The coalition’s immigration cap is a prime example of the first type of error. This policy was not designed to damage science, yet the way it was framed had unintended consequences that would immediately have been plain to anyone who had worked in a laboratory. Science is now an international game, in which the best teams must recruit from and collaborate with India, China, Singapore and Brazil. To restrict the flow of talent from abroad was always likely to threaten Britain’s place as a world leader. What is more, to allocate scarce visas on the basis of salary might work for business, but not for universities that rarely pay postdoctoral researchers much more than £35,000.

Similar mistakes have characterised attempts to regulate medical research. Well-meaning pieces of legislation, such as the Human Tissue Act and the European Clinical Trials directive, were designed to protect patients, but they overlooked the bureaucratic burdens involved. These restrictions mean that once the charity Cancer Research UK has funded a trial, it takes an average of 621 days before the first patient is treated.

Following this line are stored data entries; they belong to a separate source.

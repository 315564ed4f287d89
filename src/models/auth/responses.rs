use serde::{Deserialize, Serialize};

use crate::models::users::entities::{ProfilePhoto, User, UserRole};

// 登录响应中携带的用户摘要
#[derive(Debug, Clone, Serialize, Deserialize)]
pub struct LoginUser {
    pub id: i64,
    pub name: String,
    pub role: UserRole,
    pub photo: Option<ProfilePhoto>,
}

impl From<&User> for LoginUser {
    fn from(user: &User) -> Self {
        Self {
            id: user.id,
            name: user.name.clone(),
            role: user.role,
            photo: user.photo.clone(),
        }
    }
}

#[derive(Debug, Clone, Serialize, Deserialize)]
pub struct LoginResponse {
    pub token: String,
    pub expires_in: i64,
    pub user: LoginUser,
}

Politicians’ indifference means that not only is their stewardship of science poor, but so is their use of it in policy making. Governments and parties of all colours present themselves as champions of evidence-based policy. But often, what they want is policy-based evidence. They value evidence—but only when it supports a decision that has already been taken.

Jacqui Smith, when she was home secretary, was guilty of shopping around for supportive evidence when trying to justify upgrading cannabis from a Class C to a Class B drug. Other politicians quote imaginary evidence, such as Andrew Lansley’s assertion that his GP-commissioning plans were based on “a range of evidence” that, on closer scrutiny, didn’t exist. Lansley’s model was new and had yet to be piloted, and so there could be no firm evidence that it would be an improvement. As the medical writer Ben Goldacre has shown, the published evidence about GP fundholding—a broadly similar model—was at best equivocal.

Alternatively, you can fix the evidence if you don’t like it, sacking inconvenient advisers such as David Nutt, the chairman of the Advisory Council on the Misuse of Drugs, who disagreed with the government’s drug policy. Or you can claim clairvoyant evidence, as when Patricia Hewitt promised to commission research that would show home births to be safe. Sometimes, evidence is simply mishandled: the current badger cull uses a different approach to the one employed in the trial cited to justify it. And there’s secret evidence: the statistics with which Damian Green rejected claims of a border crisis at Heathrow could not be challenged as they’d never been published.

Sometimes, of course, ministers need to act when there isn’t any evidence. But in these cases, too rarely is the experiment that follows properly evaluated. Neither are the rigorous methods of the natural and social sciences deployed as they could be to put policy ideas to the test: randomised controlled trials, for example, could play a much larger role in sentencing or education policy than they do.

These failures to manage science well don’t arise in the main because politicians are hostile to science and its methods. The problem is more usually that they’ve never really thought about these issues. Indifference to science can live on in politics because it rarely carries much of a cost.

A bigger cadre of trained scientists in politics might help to reverse this. The presence of even a couple of dozen would improve matters not because of their narrow technical expertise, but because their approach to problem-solving would rub off on their colleagues. So much politics happens in informal settings, the conversations in the Commons lobbies and bars from which scientific voices are almost always absent.

Those voices, however, must also be heard more often in MPs’ constituency surgeries, in their email inboxes, and even at the hustings come election time. People who care about science and its approach to knowledge need to engage more effectively with politics and policy. MPs who are lobbied energetically may not always be convinced, but they will usually take the time to learn something of the issues at hand.